Batch size degradation: If screening quality drops in larger batches, reduce batch size. Quality typically degrades above 10-15 papers per prompt due to attention dilution.
Limitations
- This approach is designed for structured, criteria-based tasks (screening, extraction, classification). It does not replace human judgment for qualitative synthesis, theory building, or critical appraisal of study quality.
- The LLM cannot access papers behind paywalls. The user must provide the text content (abstracts, excerpts, or full text) as input.
- Prompt engineering effort is front-loaded and substantial. For small reviews (under 50 papers), manual processing may be faster than designing, calibrating, and verifying LLM-assisted processing.
- Hallucination risk is never zero. Even with cross-verification protocols, subtle fabrications (e.g., slightly altered numbers) can slip through if the verifier is fatigued or unfamiliar with the domain.

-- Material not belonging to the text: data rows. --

use serde::Deserialize;
use std::path::PathBuf;
use std::time::Duration;
use thiserror::Error;

/// Smallest part size S3 accepts for a non-final multipart part
pub const MIN_PART_SIZE_BYTES: usize = 5 * 1024 * 1024;

#[derive(Error, Debug)]
pub enum ConfigError {
    #[error("Failed to load configuration: {0}")]
    Load(#[from] config::ConfigError),

    #[error("Invalid configuration: {0}")]
    Invalid(String),
}

/// Main configuration for the exporter
#[derive(Debug, Clone, Default, Deserialize)]
pub struct Config {
    /// Service configuration
    #[serde(default)]
    pub service: ServiceConfig,
    /// Google Cloud API configuration
    #[serde(default)]
    pub gcp: GcpConfig,
    /// Blob storage configuration
    #[serde(default)]
    pub storage: StorageConfig,
    /// Export run configuration
    #[serde(default)]
    pub export: ExportConfig,
}

/// Service-level configuration
#[derive(Debug, Clone, Deserialize)]
pub struct ServiceConfig {
    /// Service name for logging/metrics
    #[serde(default = "default_service_name")]
    pub name: String,
    /// Log level (trace, debug, info, warn, error)
    #[serde(default = "default_log_level")]
    pub log_level: String,
    /// Log output format
    #[serde(default)]
    pub log_format: LogFormat,
    /// Prometheus listener port; no listener when unset
    #[serde(default)]
    pub metrics_port: Option<u16>,
}

#[derive(Debug, Clone, Copy, Default, PartialEq, Eq, Deserialize)]
#[serde(rename_all = "lowercase")]
pub enum LogFormat {
    #[default]
    Json,
    Pretty,
}

/// Google Cloud REST endpoints
#[derive(Debug, Clone, Deserialize)]
pub struct GcpConfig {
    /// Cloud Monitoring v3 base URL
    #[serde(default = "default_monitoring_endpoint")]
    pub monitoring_endpoint: String,
    /// Resource Manager v1 base URL
    #[serde(default = "default_resource_manager_endpoint")]
    pub resource_manager_endpoint: String,
    /// Compute Engine v1 base URL
    #[serde(default = "default_compute_endpoint")]
    pub compute_endpoint: String,
    /// Requested page size for list calls
    #[serde(default = "default_page_size")]
    pub page_size: u32,
    /// Per-request timeout in seconds
    #[serde(default = "default_request_timeout_secs")]
    pub request_timeout_secs: u64,
}

/// Blob storage configuration
#[derive(Debug, Clone, Deserialize)]
pub struct StorageConfig {
    /// Which blob store implementation to use
    #[serde(default)]
    pub backend: StorageBackend,
    /// Region passed to the S3 client
    #[serde(default = "default_region")]
    pub region: String,
    /// Custom endpoint URL (GCS interoperability, MinIO, LocalStack)
    pub endpoint_url: Option<String>,
    /// Force path-style access (required for MinIO)
    #[serde(default)]
    pub force_path_style: bool,
    /// Objects larger than this are sent as multipart uploads
    #[serde(default = "default_multipart_threshold")]
    pub multipart_threshold_bytes: usize,
    /// Part size for multipart uploads
    #[serde(default = "default_part_size")]
    pub part_size_bytes: usize,
}

#[derive(Debug, Clone, Copy, Default, PartialEq, Eq, Deserialize)]
#[serde(rename_all = "lowercase")]
pub enum StorageBackend {
    #[default]
    S3,
    Memory,
}

/// Export run configuration
#[derive(Debug, Clone, Deserialize)]
pub struct ExportConfig {
    /// Bucket names are `{bucket_prefix}-{company}-{project}`
    #[serde(default = "default_bucket_prefix")]
    pub bucket_prefix: String,
    /// Staged bytes that trigger a batch flush
    #[serde(default = "default_threshold_bytes")]
    pub threshold_bytes: u64,
    /// Root under which batch directories are created
    #[serde(default = "default_staging_dir")]
    pub staging_dir: PathBuf,
    /// How far back the export window reaches
    #[serde(default = "default_lookback_days")]
    pub lookback_days: u32,
}

// Default value functions
fn default_service_name() -> String {
    "telemetry-export".to_string()
}

fn default_log_level() -> String {
    "info".to_string()
}

fn default_monitoring_endpoint() -> String {
    "https://monitoring.googleapis.com/v3".to_string()
}

fn default_resource_manager_endpoint() -> String {
    "https://cloudresourcemanager.googleapis.com/v1".to_string()
}

fn default_compute_endpoint() -> String {
    "https://compute.googleapis.com/compute/v1".to_string()
}

fn default_page_size() -> u32 {
    1000
}

fn default_request_timeout_secs() -> u64 {
    60
}

fn default_region() -> String {
    "us-east-1".to_string()
}

fn default_multipart_threshold() -> usize {
    16 * 1024 * 1024 // 16MB
}

fn default_part_size() -> usize {
    16 * 1024 * 1024 // 16MB
}

fn default_bucket_prefix() -> String {
    "stackdriver".to_string()
}

fn default_threshold_bytes() -> u64 {
    1024 * 1024 * 500 // 500MB
}

fn default_staging_dir() -> PathBuf {
    std::env::temp_dir().join("telemetry-export")
}

fn default_lookback_days() -> u32 {
    42
}

impl Config {
    /// Load configuration from config files and environment
    pub fn load() -> Result<Self, ConfigError> {
        let config = config::Config::builder()
            .add_source(config::File::with_name("config/exporter").required(false))
            .add_source(config::File::with_name("/etc/telemetry-export/exporter").required(false))
            // EXPORTER__EXPORT__THRESHOLD_BYTES -> export.threshold_bytes
            .add_source(
                config::Environment::with_prefix("EXPORTER")
                    .separator("__")
                    .try_parsing(true),
            )
            .build()?;

        let config: Self = config.try_deserialize()?;
        config.validate()?;
        Ok(config)
    }

    /// Reject settings the exporter cannot run with
    pub fn validate(&self) -> Result<(), ConfigError> {
        if self.export.threshold_bytes == 0 {
            return Err(ConfigError::Invalid(
                "export.threshold_bytes must be greater than zero".to_string(),
            ));
        }
        if self.export.bucket_prefix.trim().is_empty() {
            return Err(ConfigError::Invalid(
                "export.bucket_prefix must not be empty".to_string(),
            ));
        }
        if self.storage.part_size_bytes == 0 {
            return Err(ConfigError::Invalid(
                "storage.part_size_bytes must be greater than zero".to_string(),
            ));
        }
        if self.storage.part_size_bytes < MIN_PART_SIZE_BYTES {
            return Err(ConfigError::Invalid(format!(
                "storage.part_size_bytes must be at least {MIN_PART_SIZE_BYTES}"
            )));
        }
        Ok(())
    }
}

impl GcpConfig {
    /// Get the per-request timeout as Duration
    pub fn request_timeout(&self) -> Duration {
        Duration::from_secs(self.request_timeout_secs)
    }
}

impl ExportConfig {
    /// Get the export window length
    pub fn lookback(&self) -> chrono::Duration {
        chrono::Duration::days(i64::from(self.lookback_days))
    }
}

impl Default for ServiceConfig {
    fn default() -> Self {
        Self {
            name: default_service_name(),
            log_level: default_log_level(),
            log_format: LogFormat::default(),
            metrics_port: None,
        }
    }
}

impl Default for GcpConfig {
    fn default() -> Self {
        Self {
            monitoring_endpoint: default_monitoring_endpoint(),
            resource_manager_endpoint: default_resource_manager_endpoint(),
            compute_endpoint: default_compute_endpoint(),
            page_size: default_page_size(),
            request_timeout_secs: default_request_timeout_secs(),
        }
    }
}

impl Default for StorageConfig {
    fn default() -> Self {
        Self {
            backend: StorageBackend::default(),
            region: default_region(),
            endpoint_url: None,
            force_path_style: false,
            multipart_threshold_bytes: default_multipart_threshold(),
            part_size_bytes: default_part_size(),
        }
    }
}

impl Default for ExportConfig {
    fn default() -> Self {
        Self {
            bucket_prefix: default_bucket_prefix(),
            threshold_bytes: default_threshold_bytes(),
            staging_dir: default_staging_dir(),
            lookback_days: default_lookback_days(),
        }
    }
}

- Reproducibility depends on the LLM's temperature and version. Results may vary across sessions unless temperature is set to 0 and the model version is documented.
Reference
Barros, C. F., Kalinowski, M., Kassab, M., & Graciano Neto, V. V. (2026). On the Use of a Large Language Model to Support the Conduction of a Systematic Mapping Study: A Brief Report from a Practitioner's View. arXiv:2602.10147v1. https://arxiv.org/abs/2602.10147v1
Key takeaway: LLMs achieve the highest value in systematic reviews when deployed as structured assistants for screening/extraction with calibrated prompts and mandatory human verification — not as autonomous reviewers.